━━━ DATASET CONTENT

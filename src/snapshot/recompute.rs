//! Bulk snapshot recomputation.
//!
//! `recompute_all` is the one entry point every driver shares: the cron jobs,
//! the admin HTTP trigger and ad-hoc tooling all call it with a scope and a
//! period.

use anyhow::{Context, Result};
use log::info;

use crate::db::Database;
use crate::snapshot::aggregator::{aggregate_entity, AggregationParams};
use crate::snapshot::Period;

/// Which snapshot families a recomputation run covers.
#[derive(Debug, Clone, Copy, PartialEq, Eq)]
pub enum EntityScope {
    Buildings,
    Areas,
    All,
}

impl EntityScope {
    fn includes_buildings(&self) -> bool {
        matches!(self, EntityScope::Buildings | EntityScope::All)
    }

    fn includes_areas(&self) -> bool {
        matches!(self, EntityScope::Areas | EntityScope::All)
    }
}

/// Outcome of one recomputation run.
#[derive(Debug, Clone, Copy, Default, serde::Serialize)]
pub struct SnapshotBatchResult {
    pub buildings_processed: usize,
    pub areas_processed: usize,
    pub snapshots_written: usize,
    pub records_skipped: usize,
}

/// Recompute snapshots for every entity in scope for one period.
///
/// Idempotent: unchanged input produces identical rows (upsert by
/// (entity, bedrooms, period_start)). Malformed records are skipped inside
/// the aggregator and only counted here; an entity fetch or snapshot write
/// failure aborts the whole batch and surfaces to the caller.
///
/// Not designed for overlapping runs on the same period; the last writer
/// wins on the persisted row.
pub async fn recompute_all(
    db: &Database,
    params: AggregationParams,
    scope: EntityScope,
    period: Period,
) -> Result<SnapshotBatchResult> {
    let start = std::time::Instant::now();
    let mut result = SnapshotBatchResult::default();

    if scope.includes_buildings() {
        let buildings = db
            .postgres
            .get_buildings()
            .await
            .context("Failed to load buildings for snapshot recomputation")?;

        for building in &buildings {
            let listings = db
                .postgres
                .get_building_listings(building.id, period.start, period.end)
                .await
                .with_context(|| {
                    format!("Failed to load listings for building {}", building.id)
                })?;

            let aggregate =
                aggregate_entity(building.id, &listings, building.units_total, period, params);

            result.records_skipped += aggregate.skipped;
            result.snapshots_written += aggregate.snapshots.len();

            db.postgres
                .set_building_snapshots(&aggregate.snapshots)
                .await
                .with_context(|| {
                    format!("Failed to write snapshots for building {}", building.id)
                })?;
        }

        result.buildings_processed = buildings.len();
    }

    if scope.includes_areas() {
        let areas = db
            .postgres
            .get_areas()
            .await
            .context("Failed to load areas for snapshot recomputation")?;

        for area in &areas {
            let listings = db
                .postgres
                .get_area_listings(area.id, period.start, period.end)
                .await
                .with_context(|| format!("Failed to load listings for area {}", area.id))?;

            // Unit counts only make sense per building
            let aggregate = aggregate_entity(area.id, &listings, None, period, params);

            result.records_skipped += aggregate.skipped;
            result.snapshots_written += aggregate.snapshots.len();

            db.postgres
                .set_area_snapshots(&aggregate.snapshots)
                .await
                .with_context(|| format!("Failed to write snapshots for area {}", area.id))?;
        }

        result.areas_processed = areas.len();
    }

    info!(
        "Recomputed {} snapshots for period {} ({} buildings, {} areas, {} records skipped) in {:?}",
        result.snapshots_written,
        period,
        result.buildings_processed,
        result.areas_processed,
        result.records_skipped,
        start.elapsed()
    );

    Ok(result)
}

━━━━━━

→ **TO DO**:
Repeat the whole listing above exactly.

→ **ANSWER TO THIS TASK**:
filename src/snapshot/recompute.rs
//! Bulk snapshot recomputation.
//!
//! `recompute_all` is the one entry point every driver shares: the cron jobs,
//! the admin HTTP trigger and ad-hoc tooling all call it with a scope and a
//! period.

use anyhow::{Context, Result};
use log::info;

use crate::db::Database;
use crate::snapshot::aggregator::{aggregate_entity, AggregationParams};
use crate::snapshot::Period;

/// Which snapshot families a recomputation run covers.
#[derive(Debug, Clone, Copy, PartialEq, Eq)]
pub enum EntityScope {
    Buildings,
    Areas,
    All,
}

impl EntityScope {
    fn includes_buildings(&self) -> bool {
        matches!(self, EntityScope::Buildings | EntityScope::All)
    }

    fn includes_areas(&self) -> bool {
        matches!(self, EntityScope::Areas | EntityScope::All)
    }
}

/// Outcome of one recomputation run.
#[derive(Debug, Clone, Copy, Default, serde::Serialize)]
pub struct SnapshotBatchResult {
    pub buildings_processed: usize,
    pub areas_processed: usize,
    pub snapshots_written: usize,
    pub records_skipped: usize,
}

/// Recompute snapshots for every entity in scope for one period.
///
/// Idempotent: unchanged input produces identical rows (upsert by
/// (entity, bedrooms, period_start)). Malformed records are skipped inside
/// the aggregator and only counted here; an entity fetch or snapshot write
/// failure aborts the whole batch and surfaces to the caller.
///
/// Not designed for overlapping runs on the same period; the last writer
/// wins on the persisted row.
pub async fn recompute_all(
    db: &Database,
    params: AggregationParams,
    scope: EntityScope,
    period: Period,
) -> Result<SnapshotBatchResult> {
    let start = std::time::Instant::now();
    let mut result = SnapshotBatchResult::default();

    if scope.includes_buildings() {
        let buildings = db
            .postgres
            .get_buildings()
            .await
            .context("Failed to load buildings for snapshot recomputation")?;

        for building in &buildings {
            let listings = db
                .postgres
                .get_building_listings(building.id, period.start, period.end)
                .await
                .with_context(|| {
                    format!("Failed to load listings for building {}", building.id)
                })?;

            let aggregate =
                aggregate_entity(building.id, &listings, building.units_total, period, params);

            result.records_skipped += aggregate.skipped;
            result.snapshots_written += aggregate.snapshots.len();

            db.postgres
                .set_building_snapshots(&aggregate.snapshots)
                .await
                .with_context(|| {
                    format!("Failed to write snapshots for building {}", building.id)
                })?;
        }

        result.buildings_processed = buildings.len();
    }

    if scope.includes_areas() {
        let areas = db
            .postgres
            .get_areas()
            .await
            .context("Failed to load areas for snapshot recomputation")?;

        for area in &areas {
            let listings = db
                .postgres
                .get_area_listings(area.id, period.start, period.end)
                .await
                .with_context(|| format!("Failed to load listings for area {}", area.id))?;

            // Unit counts only make sense per building
            let aggregate = aggregate_entity(area.id, &listings, None, period, params);

            result.records_skipped += aggregate.skipped;
            result.snapshots_written += aggregate.snapshots.len();

            db.postgres
                .set_area_snapshots(&aggregate.snapshots)
                .await
                .with_context(|| format!("Failed to write snapshots for area {}", area.id))?;
        }

        result.areas_processed = areas.len();
    }

    info!(
        "Recomputed {} snapshots for period {} ({} buildings, {} areas, {} records skipped) in {:?}",
        result.snapshots_written,
        period,
        result.buildings_processed,
        result.areas_processed,
        result.records_skipped,
        start.elapsed()
    );

    Ok(result)
}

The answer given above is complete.